Be-leaf it or not, a mothballed Japanese electronics plant reinvented itself as a hydroponic vegetable farm while putting a healthy spin on greenwashing.
Welcome to Toshiba Clean Room Farm Yokosuka, a former floppy disk (remember them?) factory near Tokyo that’s been empty and idle since 1994. As Japan’s electronics industry continues to go through painful restructuring, factories like the unused Toshiba plant are gradually being turned from non-producing assets to vital cogs in a wholly unexpected new business plan.
One might expect converting an electronics factory into an enclosed factory farm would be a costly investment with little chance of recouping those funds down the road. Toshiba’s bold venture looks to buck those expectations in a big way. According to an official company press release dated September 30th, 2014, “Toshiba aims for annual output of three million bags (one bag is equivalent to a head of lettuce) of leaf lettuce, baby leaf greens, spinach, mizuna and herbs, and targets annual sales target of 300 million yen (about $3 million).”
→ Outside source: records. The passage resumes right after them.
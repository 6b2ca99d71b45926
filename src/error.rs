//! Error and status types for glyph extraction.

use core::fmt;

/// Failure reported by a region detector. Propagated to callers unchanged.
#[derive(Debug)]
pub struct DetectorError {
    message: String,
    source: Option<Box<dyn std::error::Error + Send + Sync + 'static>>,
}

impl DetectorError {
    pub fn new(message: impl Into<String>) -> Self {
        Self {
            message: message.into(),
            source: None,
        }
    }

    pub fn with_source<E>(message: impl Into<String>, source: E) -> Self
    where
        E: std::error::Error + Send + Sync + 'static,
    {
        Self {
            message: message.into(),
            source: Some(Box::new(source)),
        }
    }

    pub fn message(&self) -> &str {
        &self.message
    }
}

impl fmt::Display for DetectorError {
    fn fmt(&self, f: &mut fmt::Formatter<'_>) -> fmt::Result {
        write!(f, "region detection failed: {}", self.message)
    }
}

impl std::error::Error for DetectorError {
    fn source(&self) -> Option<&(dyn std::error::Error + 'static)> {
        self.source
            .as_deref()
            .map(|err| err as &(dyn std::error::Error + 'static))
    }
}

/// Extraction error.
#[derive(Debug)]
pub enum ExtractError {
    /// Caller supplied zero target characters.
    EmptyCharacterSequence,
    /// Source image has a zero dimension.
    EmptyImage,
    /// Region detector failed.
    Detector(DetectorError),
}

impl fmt::Display for ExtractError {
    fn fmt(&self, f: &mut fmt::Formatter<'_>) -> fmt::Result {
        match self {
            Self::EmptyCharacterSequence => write!(f, "character sequence is empty"),
            Self::EmptyImage => write!(f, "source image has no pixels"),
            Self::Detector(err) => write!(f, "{}", err),
        }
    }
}

impl std::error::Error for ExtractError {
    fn source(&self) -> Option<&(dyn std::error::Error + 'static)> {
        match self {
            Self::Detector(err) => Some(err),
            _ => None,
        }
    }
}

impl From<DetectorError> for ExtractError {
    fn from(value: DetectorError) -> Self {
        Self::Detector(value)
    }
}

/// User-visible outcome of a successful extraction pass.
#[derive(Clone, Copy, Debug, PartialEq, Eq)]
pub enum ExtractStatus {
    /// Every requested character received a glyph.
    Complete { glyphs: usize },
    /// Fewer regions than requested characters; trailing characters are unassigned.
    Partial { found: usize, requested: usize },
    /// No region survived the minimum-area filter. The bank is empty.
    NoInputRegions,
}

impl ExtractStatus {
    pub fn is_usable(self) -> bool {
        !matches!(self, Self::NoInputRegions)
    }
}

impl fmt::Display for ExtractStatus {
    fn fmt(&self, f: &mut fmt::Formatter<'_>) -> fmt::Result {
        match self {
            Self::Complete { glyphs } => write!(f, "extracted {} glyphs", glyphs),
            Self::Partial { found, requested } => write!(
                f,
                "found {} glyph regions for {} requested characters",
                found, requested
            ),
            Self::NoInputRegions => write!(
                f,
                "no glyph regions found; try a lower minimum area or a clearer scan"
            ),
        }
    }
}

/// Glyph bank save/load error.
#[derive(Debug)]
pub enum GlyphIoError {
    Io(std::io::Error),
    Image(image::ImageError),
}

impl fmt::Display for GlyphIoError {
    fn fmt(&self, f: &mut fmt::Formatter<'_>) -> fmt::Result {
        match self {
            Self::Io(err) => write!(f, "glyph io failed: {}", err),
            Self::Image(err) => write!(f, "glyph image codec failed: {}", err),
        }
    }
}

impl std::error::Error for GlyphIoError {
    fn source(&self) -> Option<&(dyn std::error::Error + 'static)> {
        match self {
            Self::Io(err) => Some(err),
            Self::Image(err) => Some(err),
        }
    }
}

impl From<std::io::Error> for GlyphIoError {
    fn from(value: std::io::Error) -> Self {
        Self::Io(value)
    }
}

impl From<image::ImageError> for GlyphIoError {
    fn from(value: image::ImageError) -> Self {
        Self::Image(value)
    }
}
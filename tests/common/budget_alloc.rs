use std::alloc::{GlobalAlloc, Layout, System};
use std::sync::atomic::{AtomicUsize, Ordering};

/// Global allocator that tracks live and peak heap bytes.
pub struct BudgetAlloc {
    live: AtomicUsize,
    peak: AtomicUsize,
}

impl BudgetAlloc {
    pub const fn new() -> Self {
        Self {
            live: AtomicUsize::new(0),
            peak: AtomicUsize::new(0),
        }
    }

    /// Run `f` and return its result with the peak heap growth it caused.
    pub fn measure<T>(&self, f: impl FnOnce() -> T) -> (T, usize) {
        let baseline = self.live.load(Ordering::SeqCst);
        self.peak.store(baseline, Ordering::SeqCst);
        let out = f();
        let peak = self.peak.load(Ordering::SeqCst);
        (out, peak.saturating_sub(baseline))
    }

    fn grow(&self, bytes: usize) {
        let live = self.live.fetch_add(bytes, Ordering::SeqCst) + bytes;
        self.peak.fetch_max(live, Ordering::SeqCst);
    }

    fn shrink(&self, bytes: usize) {
        let _ = self
            .live
            .fetch_update(Ordering::SeqCst, Ordering::SeqCst, |live| {
                Some(live.saturating_sub(bytes))
            });
    }
}

unsafe impl GlobalAlloc for BudgetAlloc {
    unsafe fn alloc(&self, layout: Layout) -> *mut u8 {
        let ptr = unsafe { System.alloc(layout) };
        if !ptr.is_null() {
            self.grow(layout.size());
        }
        ptr
    }

    unsafe fn alloc_zeroed(&self, layout: Layout) -> *mut u8 {
        let ptr = unsafe { System.alloc_zeroed(layout) };
        if !ptr.is_null() {
            self.grow(layout.size());
        }
        ptr
    }

    unsafe fn dealloc(&self, ptr: *mut u8, layout: Layout) {
        unsafe { System.dealloc(ptr, layout) };
        self.shrink(layout.size());
    }

    unsafe fn realloc(&self, ptr: *mut u8, layout: Layout, new_size: usize) -> *mut u8 {
        let next = unsafe { System.realloc(ptr, layout, new_size) };
        if !next.is_null() {
            if new_size >= layout.size() {
                self.grow(new_size - layout.size());
            } else {
                self.shrink(layout.size() - new_size);
            }
        }
        next
    }
}
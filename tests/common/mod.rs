#![allow(dead_code)]

pub mod budget_alloc;

use image::{GrayImage, Luma};
use scrawl::{Glyph, GlyphBank};

pub const PANGRAM: &str = "the quick brown fox jumps over the lazy dog";

/// Solid glyphs for `a..=z` with a few distinct widths and heights.
pub fn lowercase_bank() -> GlyphBank {
    let mut bank = GlyphBank::new();
    for (i, ch) in ('a'..='z').enumerate() {
        let w = 12 + (i as u32 % 4) * 3;
        let h = 24 + (i as u32 % 3) * 4;
        bank.insert(ch, Glyph::new(GrayImage::from_pixel(w, h, Luma([40]))));
    }
    bank
}

/// Paint a dark rectangle onto a light sheet.
pub fn ink_block(img: &mut GrayImage, x0: u32, y0: u32, w: u32, h: u32) {
    for y in y0..y0 + h {
        for x in x0..x0 + w {
            img.put_pixel(x, y, Luma([20]));
        }
    }
}
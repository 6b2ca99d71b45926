//! Render IR and layout engines for `scrawl` glyph banks.

#![cfg_attr(
    not(test),
    deny(
        clippy::disallowed_methods,
        clippy::expect_used,
        clippy::unwrap_used,
        clippy::panic,
        clippy::panic_in_result_fn,
        clippy::todo,
        clippy::unimplemented
    )
)]

mod jitter;
mod render_ir;
mod render_layout;

pub use jitter::{JitterSource, NoJitter, SeededJitter, ThreadJitter};
pub use render_ir::{
    DrawCommand, GlyphCommand, LayoutDiagnostics, PlaceholderCommand, RenderPage,
};
pub use render_layout::{
    layout_flow, layout_paginated, measure_item, CancelToken, FlowConfig, FlowEngine, FlowLayout,
    GlyphMetrics, ItemKind, LayoutConfig, LayoutEngine, LayoutItem, LayoutSummary, NeverCancel,
    PageLayout, FLOW_MIN_SPACE_PX, NOMINAL_CELL_PX, PLACEHOLDER_PX,
};
pub use scrawl::PageSize;
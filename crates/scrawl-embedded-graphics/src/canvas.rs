use core::convert::Infallible;

use embedded_graphics::{
    pixelcolor::{Gray8, GrayColor},
    prelude::*,
};
use image::{GrayImage, Luma};

/// Paper-white grayscale canvas backed by an `image::GrayImage`.
///
/// Drawing darkens: each pixel keeps the minimum of its current value and the
/// incoming color, so overlapping glyphs never erase each other's ink.
/// [`DrawTarget::clear`] overwrites unconditionally.
#[derive(Clone, Debug, PartialEq)]
pub struct GrayCanvas {
    image: GrayImage,
}

impl GrayCanvas {
    /// White canvas.
    pub fn new(width: u32, height: u32) -> Self {
        Self {
            image: GrayImage::from_pixel(width, height, Luma([Gray8::WHITE.luma()])),
        }
    }

    /// Canvas that draws on top of an existing raster.
    pub fn from_image(image: GrayImage) -> Self {
        Self { image }
    }

    pub fn image(&self) -> &GrayImage {
        &self.image
    }

    pub fn into_image(self) -> GrayImage {
        self.image
    }
}

impl OriginDimensions for GrayCanvas {
    fn size(&self) -> Size {
        Size::new(self.image.width(), self.image.height())
    }
}

impl DrawTarget for GrayCanvas {
    type Color = Gray8;
    type Error = Infallible;

    fn draw_iter<I>(&mut self, pixels: I) -> Result<(), Self::Error>
    where
        I: IntoIterator<Item = Pixel<Self::Color>>,
    {
        let (width, height) = self.image.dimensions();
        for Pixel(point, color) in pixels {
            let (Ok(x), Ok(y)) = (u32::try_from(point.x), u32::try_from(point.y)) else {
                continue;
            };
            if x >= width || y >= height {
                continue;
            }
            let dst = self.image.get_pixel_mut(x, y);
            dst[0] = dst[0].min(color.luma());
        }
        Ok(())
    }

    fn clear(&mut self, color: Self::Color) -> Result<(), Self::Error> {
        for px in self.image.pixels_mut() {
            px[0] = color.luma();
        }
        Ok(())
    }
}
There’s a method to Toshiba’s “madness”… and if you think about it, a spotlessly clean facility designed to produce computer components is in many ways already equipped to grow high-quality vegetables in near- sterile conditions. Very little modification was required to adapt the disk factory’s fluorescent lighting, air-conditioning system, remote monitoring system, and sterilization systems to the demands of hydroponic farming. “Fortunately,” explains Hiroshi Ishimura, general manager of the company’s new business development division, “Toshiba has a lot of technology that can be used for this.”